(Collected data)
────────────────
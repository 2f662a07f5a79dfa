pub mod check;
pub mod demo;
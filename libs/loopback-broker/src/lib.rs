//! In-process broker behind the `Connector`/`Transport` seam.
//!
//! Держит append-only лог на каждую партицию в памяти. Используется в
//! интеграционных тестах клиента и в `relay demo`. Поддерживает инъекцию
//! сбоев: отказ в подключении, задержку подтверждений, обрыв соединений.

mod broker;
mod transport;

pub use broker::LoopbackBroker;
pub use transport::LoopbackTransport;

/// Endpoint scheme accepted by [`LoopbackBroker`] as a connector.
pub const SCHEME: &str = "loopback://";
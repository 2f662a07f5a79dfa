use std::future::Future;
use std::ops::Deref;
use std::sync::Arc;
use std::sync::atomic::{AtomicBool, Ordering};

use tokio::sync::{Mutex, OwnedSemaphorePermit, RwLock, Semaphore, watch};
use tokio_util::sync::CancellationToken;

use relay_api::{ConnectionState, Connector, Transport, TransportError};

use crate::backoff::Backoff;
use crate::config::BackoffConfig;
use crate::error::{ConnectionError, SessionError};

/// Upper bound of concurrent leases. `close` waits by acquiring all of them.
const MAX_LEASES: u32 = 1 << 20;

// ═══════════════════════════════════════════════════════════════
//  Lease
// ═══════════════════════════════════════════════════════════════

/// Scoped use of the managed connection. Released on drop, on every exit
/// path including panics; `close` waits until all leases are gone.
pub struct Lease {
    transport: Arc<dyn Transport>,
    _permit: OwnedSemaphorePermit,
}

impl Lease {
    pub fn transport(&self) -> &Arc<dyn Transport> {
        &self.transport
    }
}

impl Deref for Lease {
    type Target = dyn Transport;

    fn deref(&self) -> &Self::Target {
        &*self.transport
    }
}

// ═══════════════════════════════════════════════════════════════
//  ConnectionManager
// ═══════════════════════════════════════════════════════════════

/// Owns one logical connection to a broker endpoint.
///
/// Connects lazily (or eagerly via [`connect`](Self::connect)), reconnects
/// with exponential backoff after transient failures, and publishes state
/// transitions on a watch channel. Publishers and consumers share a manager
/// through `Arc`.
pub struct ConnectionManager {
    endpoint: String,
    connector: Arc<dyn Connector>,
    backoff: BackoffConfig,
    current: RwLock<Option<Arc<dyn Transport>>>,
    /// Serializes reconnects: one task dials, the others wait for its result.
    dial: Mutex<()>,
    leases: Arc<Semaphore>,
    state_tx: watch::Sender<ConnectionState>,
    closed: AtomicBool,
    shutdown: CancellationToken,
}

impl ConnectionManager {
    /// Create a manager without connecting. The first acquisition dials.
    pub fn new(
        endpoint: impl Into<String>,
        connector: Arc<dyn Connector>,
        backoff: BackoffConfig,
    ) -> Self {
        let (state_tx, _) = watch::channel(ConnectionState::Disconnected);
        Self {
            endpoint: endpoint.into(),
            connector,
            backoff,
            current: RwLock::new(None),
            dial: Mutex::new(()),
            leases: Arc::new(Semaphore::new(MAX_LEASES as usize)),
            state_tx,
            closed: AtomicBool::new(false),
            shutdown: CancellationToken::new(),
        }
    }

    /// Create a manager and establish the connection before returning.
    pub async fn connect(
        endpoint: impl Into<String>,
        connector: Arc<dyn Connector>,
        backoff: BackoffConfig,
    ) -> Result<Self, ConnectionError> {
        let manager = Self::new(endpoint, connector, backoff);
        manager.ensure_connected().await?;
        Ok(manager)
    }

    /// Open a manager, run `f`, and close the manager whatever `f` returned.
    pub async fn scoped<F, Fut, T, E>(
        endpoint: impl Into<String>,
        connector: Arc<dyn Connector>,
        backoff: BackoffConfig,
        f: F,
    ) -> Result<T, E>
    where
        F: FnOnce(Arc<ConnectionManager>) -> Fut,
        Fut: Future<Output = Result<T, E>>,
        E: From<ConnectionError>,
    {
        let manager = Arc::new(Self::connect(endpoint, connector, backoff).await?);
        let result = f(manager.clone()).await;
        manager.close().await;
        result
    }

    pub fn endpoint(&self) -> &str {
        &self.endpoint
    }

    pub fn backoff(&self) -> &BackoffConfig {
        &self.backoff
    }

    pub fn state(&self) -> ConnectionState {
        *self.state_tx.borrow()
    }

    /// Receiver of connection-state transitions.
    pub fn subscribe_state(&self) -> watch::Receiver<ConnectionState> {
        self.state_tx.subscribe()
    }

    pub fn is_closed(&self) -> bool {
        self.closed.load(Ordering::SeqCst)
    }

    /// Leases currently held.
    pub fn active_leases(&self) -> usize {
        MAX_LEASES as usize - self.leases.available_permits()
    }

    /// Acquire the connection, dialing (with backoff) if there is none.
    pub async fn acquire(&self) -> Result<Lease, ConnectionError> {
        if self.is_closed() {
            return Err(ConnectionError::Closed);
        }
        let permit = self
            .leases
            .clone()
            .acquire_owned()
            .await
            .map_err(|_| ConnectionError::Closed)?;
        let transport = self.ensure_connected().await?;
        Ok(Lease {
            transport,
            _permit: permit,
        })
    }

    /// Run `f` with the connection. The lease is released on every exit path.
    /// A transient error from `f` drops the connection so that the next
    /// acquisition reconnects.
    pub async fn with_connection<F, Fut, T>(&self, f: F) -> Result<T, SessionError>
    where
        F: FnOnce(Arc<dyn Transport>) -> Fut,
        Fut: Future<Output = Result<T, TransportError>>,
    {
        let lease = self.acquire().await?;
        let transport = lease.transport().clone();
        match f(transport.clone()).await {
            Ok(v) => Ok(v),
            Err(e) => {
                if e.is_transient() {
                    tracing::warn!(endpoint = %self.endpoint, error = %e, "connection failed, will reconnect");
                    drop(lease);
                    self.invalidate(&transport).await;
                }
                Err(e.into())
            }
        }
    }

    /// [`with_connection`](Self::with_connection) in a loop: transient failures
    /// are retried on a fresh connection with backoff between calls. Stops on
    /// success, on a permanent error, or after `max_attempts` consecutive
    /// transient failures with [`ConnectionError::Exhausted`].
    pub async fn retrying<F, Fut, T>(&self, mut op: F) -> Result<T, SessionError>
    where
        F: FnMut(Arc<dyn Transport>) -> Fut,
        Fut: Future<Output = Result<T, TransportError>>,
    {
        let mut backoff = Backoff::new(&self.backoff);
        loop {
            match self.with_connection(&mut op).await {
                Err(SessionError::Transport(e)) if e.is_transient() => match backoff.next_delay() {
                    Some(delay) => {
                        tracing::debug!(endpoint = %self.endpoint, error = %e, attempt = backoff.failures(), "retrying on a fresh connection");
                        tokio::select! {
                            _ = tokio::time::sleep(delay) => {}
                            _ = self.shutdown.cancelled() => return Err(ConnectionError::Closed.into()),
                        }
                    }
                    None => {
                        tracing::error!(endpoint = %self.endpoint, attempts = backoff.failures(), error = %e, "retries exhausted");
                        return Err(ConnectionError::Exhausted {
                            endpoint: self.endpoint.clone(),
                            attempts: backoff.failures(),
                            last: e,
                        }
                        .into());
                    }
                },
                other => return other,
            }
        }
    }

    /// Forget `failed` if it is still the current connection.
    pub async fn invalidate(&self, failed: &Arc<dyn Transport>) {
        let taken = {
            let mut current = self.current.write().await;
            match current.as_ref() {
                Some(t) if same_transport(t, failed) => current.take(),
                _ => None,
            }
        };
        if let Some(t) = taken {
            let _ = t.close().await;
            self.set_state(ConnectionState::Disconnected);
        }
    }

    /// Close the manager: refuse new leases, wait for outstanding ones,
    /// close the transport. Idempotent.
    pub async fn close(&self) {
        if self.closed.swap(true, Ordering::SeqCst) {
            return;
        }
        self.shutdown.cancel();

        let outstanding = self.active_leases();
        if outstanding > 0 {
            tracing::debug!(endpoint = %self.endpoint, outstanding, "waiting for connection leases");
        }
        if let Ok(all) = self.leases.acquire_many(MAX_LEASES).await {
            all.forget();
        }
        self.leases.close();

        let taken = self.current.write().await.take();
        if let Some(t) = taken {
            if let Err(e) = t.close().await {
                tracing::warn!(endpoint = %self.endpoint, error = %e, "transport close failed");
            }
        }
        self.set_state(ConnectionState::Disconnected);
        tracing::info!(endpoint = %self.endpoint, "connection manager closed");
    }

    // ── internals ──

    fn set_state(&self, state: ConnectionState) {
        let prev = self.state_tx.send_replace(state);
        if prev != state {
            tracing::info!(endpoint = %self.endpoint, from = %prev, to = %state, "connection state");
        }
    }

    async fn ensure_connected(&self) -> Result<Arc<dyn Transport>, ConnectionError> {
        if let Some(t) = self.current.read().await.as_ref() {
            return Ok(t.clone());
        }

        let _dial = self.dial.lock().await;
        // Another task may have connected while we waited.
        if let Some(t) = self.current.read().await.as_ref() {
            return Ok(t.clone());
        }

        self.set_state(ConnectionState::Connecting);
        let mut backoff = Backoff::new(&self.backoff);
        loop {
            if self.is_closed() {
                self.set_state(ConnectionState::Disconnected);
                return Err(ConnectionError::Closed);
            }

            match self.connector.connect(&self.endpoint).await {
                Ok(transport) => {
                    let transport: Arc<dyn Transport> = Arc::from(transport);
                    *self.current.write().await = Some(transport.clone());
                    self.set_state(ConnectionState::Connected);
                    return Ok(transport);
                }
                Err(e) if !e.is_transient() => {
                    self.set_state(ConnectionState::Disconnected);
                    tracing::error!(endpoint = %self.endpoint, error = %e, "connect rejected");
                    return Err(ConnectionError::Fatal {
                        endpoint: self.endpoint.clone(),
                        cause: e,
                    });
                }
                Err(e) => match backoff.next_delay() {
                    Some(delay) => {
                        tracing::warn!(
                            endpoint = %self.endpoint,
                            attempt = backoff.failures(),
                            delay_ms = delay.as_millis() as u64,
                            error = %e,
                            "connect failed, retrying"
                        );
                        tokio::select! {
                            _ = tokio::time::sleep(delay) => {}
                            _ = self.shutdown.cancelled() => {
                                self.set_state(ConnectionState::Disconnected);
                                return Err(ConnectionError::Closed);
                            }
                        }
                    }
                    None => {
                        self.set_state(ConnectionState::Disconnected);
                        tracing::error!(
                            endpoint = %self.endpoint,
                            attempts = backoff.failures(),
                            error = %e,
                            "connect attempts exhausted"
                        );
                        return Err(ConnectionError::Exhausted {
                            endpoint: self.endpoint.clone(),
                            attempts: backoff.failures(),
                            last: e,
                        });
                    }
                },
            }
        }
    }
}

impl Drop for ConnectionManager {
    fn drop(&mut self) {
        if self.is_closed() {
            return;
        }
        // Dropped without close(): release the transport in the background.
        let taken = self.current.get_mut().take();
        if let (Some(t), Ok(handle)) = (taken, tokio::runtime::Handle::try_current()) {
            handle.spawn(async move {
                let _ = t.close().await;
            });
        }
    }
}

fn same_transport(a: &Arc<dyn Transport>, b: &Arc<dyn Transport>) -> bool {
    std::ptr::addr_eq(Arc::as_ptr(a), Arc::as_ptr(b))
}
────────────────
**YOUR GOAL**
Go through the entries and return each line where the word "AtomicBool" appears.

**SOLUTION TO THIS TASK**
use std::sync::atomic::{AtomicBool, Ordering};
    closed: AtomicBool,
            closed: AtomicBool::new(false),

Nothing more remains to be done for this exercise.